Ces « valeurs socialistes fondamentales » (社会主义核心价值观 Shèhuì zhǔyì héxīn jiàzhíguān) ont été définies en 2012, lors d’un Congrès du Parti Communiste Chinois. En 2018, elles ont fait leur entrée dans la Constitution qui précise désormais que « l’État doit défendre les valeurs fondamentales du socialisme, prôner les vertus civiques que sont l’amour de la patrie, du peuple, du travail, de la science et du socialisme » [1]. Ces valeurs sont donc d’apparition récente. Officiellement toutefois, « elles sont enracinées dans l’histoire vieille de 5000 ans de la civilisation chinoise et dans l’esprit de la Chine d’aujourd’hui (et elles doivent) favoriser le développement de la puissance spirituelle de la nation chinoise » [2] .

Elles s’expriment toutes en deux syllabes et sont réparties par groupe de quatre, relevant de trois niveaux différents : le premier rassemble celles qui concernent le pays, le deuxième la société et le troisième les citoyens. Leur traduction n’a toutefois rien d’évident, car derrière des mots qui nous sont communs peuvent se cacher des contenus différents.

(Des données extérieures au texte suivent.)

//! Example demonstrating custom transformers registered by name

use std::collections::HashMap;

use envparse::{EnvParse, ParserRegistry};
use serde::Deserialize;

#[derive(Debug, Deserialize, PartialEq)]
struct Endpoint {
    host: String,
    port: u16,
}

#[derive(Debug, Default, EnvParse)]
struct Config {
    // Comma-separated numbers via a custom transformer
    #[env("name=APP_PORTS,parser=ports")]
    ports: Vec<u16>,

    // Typed JSON decode of a list of objects
    #[env("name=APP_ENDPOINTS,parser=json")]
    endpoints: Vec<Endpoint>,

    // key=value pairs separated by semicolons
    #[env("name=APP_OVERRIDES,parser=pairs")]
    overrides: HashMap<String, String>,
}

fn main() -> anyhow::Result<()> {
    let mut registry = ParserRegistry::new();

    registry.register("ports", |raw: &str| -> anyhow::Result<Vec<u16>> {
        raw.split(',').map(|token| Ok(token.parse()?)).collect()
    });

    registry.register("json", |raw: &str| -> anyhow::Result<Vec<Endpoint>> {
        Ok(serde_json::from_str(raw)?)
    });

    registry.register(
        "pairs",
        |raw: &str| -> anyhow::Result<HashMap<String, String>> {
            raw.split(';')
                .map(|pair| {
                    let (key, value) = pair
                        .split_once('=')
                        .ok_or_else(|| anyhow::anyhow!("expected key=value, got {pair:?}"))?;
                    Ok((key.to_string(), value.to_string()))
                })
                .collect()
        },
    );

    std::env::set_var("APP_PORTS", "8080,8443");
    std::env::set_var(
        "APP_ENDPOINTS",
        r#"[{"host":"a.internal","port":9000},{"host":"b.internal","port":9001}]"#,
    );
    std::env::set_var("APP_OVERRIDES", "log_level=debug;timeout=30");

    let mut config = Config::default();
    config.populate_with(&registry)?;

    println!("Configuration loaded:");
    println!("  Ports: {:?}", config.ports);
    println!("  Endpoints: {:?}", config.endpoints);
    println!("  Overrides: {:?}", config.overrides);

    Ok(())
}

Voici un tableau qui récapitule ces valeurs, avec une traduction usuelle.

  

Au niveau du pays 国家 guójiā

富强 fùqiáng

Richesse et puissance

民主 mínzhǔ

Démocratie

文明 wénmíng

Civilité

和谐 héxié

Harmonie

 

Au niveau de la société 社会 shèhuì

自由 zìyóu

Liberté

平等 píngděng

Egalité

公正 gōngzhèng

Justice

法治 fǎzhì

Etat de droit

 

Au niveau du citoyen 公民 gōngmín

爱国 àiguó

Patriotisme

敬业 jìngyè

Dévouement

诚信 chéngxìn

Intégrité

友善 yǒushàn

Amitié

En tant que telles, on ne peut que les regarder avec bienveillance. On y retrouve même la trilogie de nos frontons d’école : liberté, égalité, fraternité. Le même article du Quotidien du peuple toutefois souligne une différence rendue invisible par ces traductions. Il se conclut en effet sur une distinction entre « les soi-disant « valeurs universelles » créées par l’Occident et les concepts que la Chine respectent », relevant que « l’imposition forcée de certaines valeurs occidentales conduit à des réactions de rejet qui sont source d’instabilité » [3].

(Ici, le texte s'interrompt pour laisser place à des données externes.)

//! The rendering capability a device draws through.
//!
//! The crate never rasterizes anything itself. A device is handed a boxed
//! [`RenderSurface`] at construction by a [`SurfaceProvider`] and only ever calls the
//! primitives below on it; games do the same through [`Device::with_surface`].
//!
//! For headless use and tests, [`HeadlessCanvas`] provides a [`RecordingSurface`] that
//! keeps a bounded log of every [`DrawCall`].
//!
//! [`Device::with_surface`]: crate::Device::with_surface

use std::collections::VecDeque;
use std::fmt;
use std::sync::Arc;

use parking_lot::Mutex;
use serde::{Deserialize, Serialize};

/// Number of draw calls a [`RecordingSurface`] keeps before discarding the oldest.
pub const DEFAULT_RECORDING_CAPACITY: usize = 4096;

/// Font used by a surface until [`RenderSurface::set_font`] is called.
pub const DEFAULT_FONT: &str = "10px monospace";

/// An RGBA color.
#[derive(Debug, Copy, Clone, PartialEq, Eq, Hash, Serialize, Deserialize)]
pub struct Color {
    /// Red channel.
    pub r: u8,
    /// Green channel.
    pub g: u8,
    /// Blue channel.
    pub b: u8,
    /// Alpha channel, 255 is opaque.
    pub a: u8,
}

impl Color {
    /// Creates an opaque color.
    #[must_use]
    pub const fn rgb(r: u8, g: u8, b: u8) -> Self {
        Self { r, g, b, a: 255 }
    }

    /// Creates a color with an explicit alpha channel.
    #[must_use]
    pub const fn rgba(r: u8, g: u8, b: u8, a: u8) -> Self {
        Self { r, g, b, a }
    }

    /// Parses `#rrggbb` (the leading `#` is optional).
    ///
    /// ```
    /// use handheld_link::surface::Color;
    ///
    /// assert_eq!(Color::from_hex("#c4cfa1"), Some(Color::rgb(0xc4, 0xcf, 0xa1)));
    /// assert_eq!(Color::from_hex("nope"), None);
    /// ```
    #[must_use]
    pub fn from_hex(hex: &str) -> Option<Self> {
        let digits = hex.strip_prefix('#').unwrap_or(hex);
        if digits.len() != 6 || !digits.is_ascii() {
            return None;
        }
        let channel = |range: std::ops::Range<usize>| {
            digits
                .get(range)
                .and_then(|pair| u8::from_str_radix(pair, 16).ok())
        };
        Some(Self::rgb(channel(0..2)?, channel(2..4)?, channel(4..6)?))
    }

    /// Formats the color as `#rrggbb`, ignoring alpha.
    #[must_use]
    pub fn to_hex(&self) -> String {
        format!("#{:02x}{:02x}{:02x}", self.r, self.g, self.b)
    }
}

impl fmt::Display for Color {
    fn fmt(&self, f: &mut fmt::Formatter<'_>) -> fmt::Result {
        f.write_str(&self.to_hex())
    }
}

/// An axis-aligned rectangle in surface pixels.
#[derive(Debug, Copy, Clone, PartialEq, Default, Serialize, Deserialize)]
pub struct Rect {
    /// Left edge.
    pub x: f32,
    /// Top edge.
    pub y: f32,
    /// Width.
    pub width: f32,
    /// Height.
    pub height: f32,
}

impl Rect {
    /// Creates a rectangle.
    #[must_use]
    pub const fn new(x: f32, y: f32, width: f32, height: f32) -> Self {
        Self {
            x,
            y,
            width,
            height,
        }
    }
}

/// Result of [`RenderSurface::measure_text`].
#[derive(Debug, Copy, Clone, PartialEq, Default, Serialize, Deserialize)]
pub struct TextMetrics {
    /// Advance width of the measured text.
    pub width: f32,
}

/// A decoded RGBA image. Row major, four bytes per pixel.
#[derive(Debug, Clone, PartialEq, Eq, Default)]
pub struct Image {
    width: u32,
    height: u32,
    pixels: Vec<u8>,
}

impl Image {
    /// Wraps raw RGBA pixels. Returns `None` if `pixels` does not hold exactly
    /// `width * height` pixels.
    #[must_use]
    pub fn from_rgba(width: u32, height: u32, pixels: Vec<u8>) -> Option<Self> {
        let expected = (width as usize)
            .checked_mul(height as usize)?
            .checked_mul(4)?;
        (pixels.len() == expected).then_some(Self {
            width,
            height,
            pixels,
        })
    }

    /// Creates an image filled with a single color.
    #[must_use]
    pub fn solid(width: u32, height: u32, color: Color) -> Self {
        let count = width as usize * height as usize;
        let mut pixels = Vec::with_capacity(count * 4);
        for _ in 0..count {
            pixels.extend_from_slice(&[color.r, color.g, color.b, color.a]);
        }
        Self {
            width,
            height,
            pixels,
        }
    }

    /// Image width in pixels.
    #[must_use]
    pub fn width(&self) -> u32 {
        self.width
    }

    /// Image height in pixels.
    #[must_use]
    pub fn height(&self) -> u32 {
        self.height
    }

    /// The raw RGBA bytes.
    #[must_use]
    pub fn pixels(&self) -> &[u8] {
        &self.pixels
    }
}

/// Drawing primitives a device and its game may use.
///
/// Implementations must be `Send` because devices are ticked from the scheduler's
/// driver thread.
pub trait RenderSurface: Send {
    /// Surface width in pixels.
    fn width(&self) -> u32;

    /// Surface height in pixels.
    fn height(&self) -> u32;

    /// Fills `rect` with `color`.
    fn fill_rect(&mut self, rect: Rect, color: Color);

    /// Resets `rect` to transparent.
    fn clear_rect(&mut self, rect: Rect);

    /// Sets the font used by subsequent text calls, CSS shorthand such as `"12px monospace"`.
    fn set_font(&mut self, font: &str);

    /// Draws `text` with its baseline origin at `(x, y)`.
    fn draw_text(&mut self, text: &str, x: f32, y: f32, color: Color);

    /// Measures `text` in the current font.
    fn measure_text(&self, text: &str) -> TextMetrics;

    /// Draws `image` scaled into `dest`.
    fn draw_image(&mut self, image: &Image, dest: Rect);

    /// Enables or disables smoothing when images are scaled.
    fn set_image_smoothing(&mut self, enabled: bool);

    /// The full surface as a rectangle.
    fn bounds(&self) -> Rect {
        Rect::new(0.0, 0.0, self.width() as f32, self.height() as f32)
    }
}

/// Supplies the surface a device is built on.
///
/// Returning `None` makes device construction fail with
/// [`HandheldError::SurfaceUnavailable`](crate::HandheldError::SurfaceUnavailable).
pub trait SurfaceProvider {
    /// Hands out a surface, or `None` if none can be acquired.
    fn acquire_surface(&mut self) -> Option<Box<dyn RenderSurface>>;
}

impl SurfaceProvider for Option<Box<dyn RenderSurface>> {
    fn acquire_surface(&mut self) -> Option<Box<dyn RenderSurface>> {
        self.take()
    }
}

/// A provider for headless operation: every acquisition yields a fresh
/// [`RecordingSurface`] of the given size.
#[derive(Debug, Copy, Clone, PartialEq, Eq)]
pub struct HeadlessCanvas {
    width: u32,
    height: u32,
}

impl HeadlessCanvas {
    /// Creates a provider for surfaces of `width` x `height` pixels.
    #[must_use]
    pub const fn new(width: u32, height: u32) -> Self {
        Self { width, height }
    }
}

impl SurfaceProvider for HeadlessCanvas {
    fn acquire_surface(&mut self) -> Option<Box<dyn RenderSurface>> {
        Some(Box::new(RecordingSurface::new(self.width, self.height)))
    }
}

/// A provider that never yields a surface, e.g. a canvas element that was never mounted.
#[derive(Debug, Default, Copy, Clone, PartialEq, Eq)]
pub struct DetachedCanvas;

impl SurfaceProvider for DetachedCanvas {
    fn acquire_surface(&mut self) -> Option<Box<dyn RenderSurface>> {
        None
    }
}

/// One recorded drawing operation.
#[derive(Debug, Clone, PartialEq, Serialize)]
#[serde(tag = "op", rename_all = "snake_case")]
pub enum DrawCall {
    /// [`RenderSurface::fill_rect`].
    FillRect {
        /// Target area.
        rect: Rect,
        /// Fill color.
        color: Color,
    },
    /// [`RenderSurface::clear_rect`].
    ClearRect {
        /// Target area.
        rect: Rect,
    },
    /// [`RenderSurface::set_font`].
    SetFont {
        /// The new font.
        font: String,
    },
    /// [`RenderSurface::draw_text`].
    Text {
        /// The drawn text.
        text: String,
        /// Baseline x.
        x: f32,
        /// Baseline y.
        y: f32,
        /// Text color.
        color: Color,
    },
    /// [`RenderSurface::draw_image`].
    Image {
        /// Source image width.
        width: u32,
        /// Source image height.
        height: u32,
        /// Target area.
        dest: Rect,
    },
    /// [`RenderSurface::set_image_smoothing`].
    ImageSmoothing {
        /// The new setting.
        enabled: bool,
    },
}

#[derive(Debug)]
struct RecordingState {
    width: u32,
    height: u32,
    font: String,
    smoothing: bool,
    calls: VecDeque<DrawCall>,
    capacity: usize,
}

impl RecordingState {
    fn record(&mut self, call: DrawCall) {
        if self.capacity == 0 {
            return;
        }
        while self.calls.len() >= self.capacity {
            self.calls.pop_front();
        }
        self.calls.push_back(call);
    }
}

/// A surface that draws nothing and records every call.
///
/// Clones share the same log, so a test can keep one clone and give the other to a
/// device (a `RecordingSurface` is itself a [`SurfaceProvider`]).
///
/// ```
/// use handheld_link::surface::{Color, DrawCall, RecordingSurface, Rect, RenderSurface};
///
/// let recorder = RecordingSurface::new(160, 144);
/// let mut surface = recorder.clone();
/// surface.fill_rect(Rect::new(0.0, 0.0, 8.0, 8.0), Color::rgb(0, 0, 0));
/// assert!(matches!(recorder.calls().last(), Some(DrawCall::FillRect { .. })));
/// ```
#[derive(Debug, Clone)]
pub struct RecordingSurface {
    state: Arc<Mutex<RecordingState>>,
}

impl RecordingSurface {
    /// Creates a recorder keeping the last [`DEFAULT_RECORDING_CAPACITY`] calls.
    #[must_use]
    pub fn new(width: u32, height: u32) -> Self {
        Self::with_capacity(width, height, DEFAULT_RECORDING_CAPACITY)
    }

    /// Creates a recorder keeping the last `capacity` calls.
    #[must_use]
    pub fn with_capacity(width: u32, height: u32, capacity: usize) -> Self {
        Self {
            state: Arc::new(Mutex::new(RecordingState {
                width,
                height,
                font: DEFAULT_FONT.to_owned(),
                smoothing: true,
                calls: VecDeque::with_capacity(capacity.min(DEFAULT_RECORDING_CAPACITY)),
                capacity,
            })),
        }
    }

    /// Snapshot of the recorded calls, oldest first.
    #[must_use]
    pub fn calls(&self) -> Vec<DrawCall> {
        self.state.lock().calls.iter().cloned().collect()
    }

    /// Number of recorded calls.
    #[must_use]
    pub fn call_count(&self) -> usize {
        self.state.lock().calls.len()
    }

    /// Forgets all recorded calls.
    pub fn clear_calls(&self) {
        self.state.lock().calls.clear();
    }

    /// Whether image smoothing is currently enabled.
    #[must_use]
    pub fn smoothing_enabled(&self) -> bool {
        self.state.lock().smoothing
    }

    /// The current font.
    #[must_use]
    pub fn font(&self) -> String {
        self.state.lock().font.clone()
    }

    /// The color of the most recent full-surface fill, i.e. the current background.
    #[must_use]
    pub fn background(&self) -> Option<Color> {
        let state = self.state.lock();
        let (width, height) = (state.width as f32, state.height as f32);
        state.calls.iter().rev().find_map(|call| match call {
            DrawCall::FillRect { rect, color }
                if rect.x <= 0.0
                    && rect.y <= 0.0
                    && rect.width >= width
                    && rect.height >= height =>
            {
                Some(*color)
            },
            _ => None,
        })
    }

    /// Texts drawn so far, in order.
    #[must_use]
    pub fn texts(&self) -> Vec<String> {
        self.state
            .lock()
            .calls
            .iter()
            .filter_map(|call| match call {
                DrawCall::Text { text, .. } => Some(text.clone()),
                _ => None,
            })
            .collect()
    }
}

/// Approximates glyph advance from the pixel size in a CSS font shorthand.
fn glyph_width(font: &str) -> f32 {
    let size = font
        .split_whitespace()
        .find_map(|part| part.strip_suffix("px"))
        .and_then(|px| px.parse::<f32>().ok())
        .unwrap_or(10.0);
    size * 0.6
}

impl RenderSurface for RecordingSurface {
    fn width(&self) -> u32 {
        self.state.lock().width
    }

    fn height(&self) -> u32 {
        self.state.lock().height
    }

    fn fill_rect(&mut self, rect: Rect, color: Color) {
        self.state.lock().record(DrawCall::FillRect { rect, color });
    }

    fn clear_rect(&mut self, rect: Rect) {
        self.state.lock().record(DrawCall::ClearRect { rect });
    }

    fn set_font(&mut self, font: &str) {
        let mut state = self.state.lock();
        font.clone_into(&mut state.font);
        state.record(DrawCall::SetFont {
            font: font.to_owned(),
        });
    }

    fn draw_text(&mut self, text: &str, x: f32, y: f32, color: Color) {
        self.state.lock().record(DrawCall::Text {
            text: text.to_owned(),
            x,
            y,
            color,
        });
    }

    fn measure_text(&self, text: &str) -> TextMetrics {
        let state = self.state.lock();
        TextMetrics {
            width: text.chars().count() as f32 * glyph_width(&state.font),
        }
    }

    fn draw_image(&mut self, image: &Image, dest: Rect) {
        self.state.lock().record(DrawCall::Image {
            width: image.width(),
            height: image.height(),
            dest,
        });
    }

    fn set_image_smoothing(&mut self, enabled: bool) {
        let mut state = self.state.lock();
        state.smoothing = enabled;
        state.record(DrawCall::ImageSmoothing { enabled });
    }
}

impl SurfaceProvider for RecordingSurface {
    fn acquire_surface(&mut self) -> Option<Box<dyn RenderSurface>> {
        Some(Box::new(self.clone()))
    }
}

Prenons quelques exemples. D’abord 文明 wénmíng. On le traduit souvent par « civilisation ». En fait, il a ici un sens beaucoup plus étroit et prosaïque. Il vise les civilités, les bonnes manières que doivent avoir les Chinois entre eux et avec les étrangers. Ils sont souvent affichés dans les sites touristiques. Vous trouverez un exemple de ces prescriptions en (re) lisant « Education civique gouvernementale » dans la lettre précédente.

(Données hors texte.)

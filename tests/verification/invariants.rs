//! Invariant checks and contract violation reporting.

// Allow test-specific patterns that are appropriate for test code
#![allow(
    clippy::panic,
    clippy::unwrap_used,
    clippy::expect_used,
    clippy::indexing_slicing
)]

use std::sync::Arc;

use handheld_link::telemetry::{
    CollectingObserver, CompositeObserver, InvariantChecker, ViolationKind, ViolationObserver,
    ViolationSeverity,
};
use handheld_link::{assert_invariants, assert_no_violations, assert_violation, Network, Scheduler};

use crate::common::headless_device;

fn observed_network() -> (Network, Arc<CollectingObserver>) {
    let observer = Arc::new(CollectingObserver::new());
    let network = Network::new().with_observer(observer.clone());
    (network, observer)
}

#[test]
fn normal_use_reports_nothing() {
    let scheduler = Scheduler::manual();
    let (mut network, observer) = observed_network();
    let devices: Vec<_> = ["a", "b", "c"]
        .into_iter()
        .map(|id| headless_device(id, &scheduler))
        .collect();

    for device in &devices {
        network.add_device(device);
    }
    network.remove_device(&devices[1]);
    network.add_device(&devices[1]);
    network.clear();

    assert_no_violations!(observer);
    assert_invariants!(network);
}

#[test]
fn external_disconnect_breaks_the_invariant() {
    let scheduler = Scheduler::manual();
    let (mut network, _observer) = observed_network();
    let a = headless_device("a", &scheduler);
    let b = headless_device("b", &scheduler);
    network.add_device(&a);
    network.add_device(&b);

    a.disconnect_from(&b);

    let violation = network.check_invariants().unwrap_err();
    assert_eq!(violation.type_name, "Network");
    assert!(violation.to_string().contains("not fully connected"));
}

#[test]
fn removing_the_culprit_restores_the_invariant() {
    let scheduler = Scheduler::manual();
    let (mut network, _observer) = observed_network();
    let a = headless_device("a", &scheduler);
    let b = headless_device("b", &scheduler);
    network.add_device(&a);
    network.add_device(&b);
    b.disconnect_from(&a);

    network.remove_device(&b);

    assert!(network.check_invariants().is_ok());
}

#[cfg(debug_assertions)]
#[test]
fn audit_reports_a_broken_graph_after_a_change() {
    let scheduler = Scheduler::manual();
    let (mut network, observer) = observed_network();
    let a = headless_device("a", &scheduler);
    let b = headless_device("b", &scheduler);
    let c = headless_device("c", &scheduler);
    network.add_device(&a);
    network.add_device(&b);
    a.disconnect_from(&b);

    network.add_device(&c);

    assert_violation!(observer, ViolationKind::Invariant);
    let reported = observer.violations_of_kind(ViolationKind::Invariant);
    assert_eq!(reported.len(), 1);
    assert_eq!(reported[0].severity, ViolationSeverity::Critical);
    assert!(reported[0].message.ends_with("after add_device"));
}

#[test]
fn duplicate_id_is_reported_with_the_device() {
    let scheduler = Scheduler::manual();
    let (mut network, observer) = observed_network();
    let original = headless_device("twin", &scheduler);
    let impostor = headless_device("twin", &scheduler);
    network.add_device(&original);

    assert!(!network.add_device(&impostor));

    let reported = observer.violations_of_kind(ViolationKind::Membership);
    assert_eq!(reported.len(), 1);
    assert_eq!(reported[0].severity, ViolationSeverity::Error);
    assert_eq!(
        reported[0].device.as_ref().map(ToString::to_string),
        Some("twin".to_owned())
    );
    let json = reported[0].to_json().unwrap();
    assert!(json.contains(r#""kind":"membership""#));
    assert!(network.check_invariants().is_ok());
}

#[test]
fn same_id_devices_cannot_link() {
    let scheduler = Scheduler::manual();
    let first = headless_device("twin", &scheduler);
    let second = headless_device("twin", &scheduler);

    first.connect_to(&second);

    assert!(!first.is_connected_to(&second));
    assert_eq!(second.peer_count(), 0);
}

#[test]
fn composite_observer_fans_out() {
    let scheduler = Scheduler::manual();
    let left = Arc::new(CollectingObserver::new());
    let right = Arc::new(CollectingObserver::new());
    let composite: Arc<dyn ViolationObserver> = Arc::new(CompositeObserver::from_observers(vec![
        left.clone() as Arc<dyn ViolationObserver>,
        right.clone(),
    ]));
    let mut network = Network::new().with_observer(composite);
    network.add_device(&headless_device("x", &scheduler));

    network.add_device(&headless_device("x", &scheduler));

    assert_eq!(left.len(), 1);
    assert_eq!(right.len(), 1);
}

Autre illustration. Dans la version en français du Quotidien du peuple, 敬业 jìngyè est traduit par « dévouement », mais Zhōu  me l’avait spontanément traduit par « aimer travailler ». 业 yè renvoie en effet à différents types d’occupation : métier, industrie, affaire, étude… Le dictionnaire Pleco  propose « se consacrer à » ou « respecter son travail ou ses études ». Il est vrai qu’il faut parfois beaucoup de dévouement pour aimer son travail…

Mais c’est autour de 民主 mínzhǔ, la démocratie que la différence se fait la plus grande. Lorsque j’ai interrogé Zhōu  sur le sens qu’avait pour elle ce mot, elle m’a répondu que cela signifiait que tout le monde avait le droit de donner son avis sur ce qui serait bien pour le pays, à charge au gouvernement d’en faire la synthèse. Historiquement, la démocratie chinoise prend sa source dans la tradition léniniste du centralisme démocratique, en vigueur au sein des Partis Communistes qui ont été créés à la suite de la révolution soviétique : liberté de discussion en amont des décisions et unité d’action, sans contestation interne possible, une fois la décision adoptée.

Le moins qu’on puisse dire, c’est que ce même mot, chez nous, ne recouvre pas du tout les mêmes pratiques…

Vade-mecum pour construire un site touristique en Chine

J’ai suivi une semaine de cours décentralisé à 腾冲,Téngchōng, une commune limitrophe de la Birmanie. A quelques kilomètres de là se trouve une zone touristique récemment ouverte, le Parc des volcans (火山公园, huǒshān gōngyuán). Je m’y suis rendu un matin tôt, avec 周 Zhōu, ma professeure, pour monter, sans être harassé par le soleil, au sommet du volcan principal, le Mont du Grand Vide [4] (大空山, Dàkōng Shān).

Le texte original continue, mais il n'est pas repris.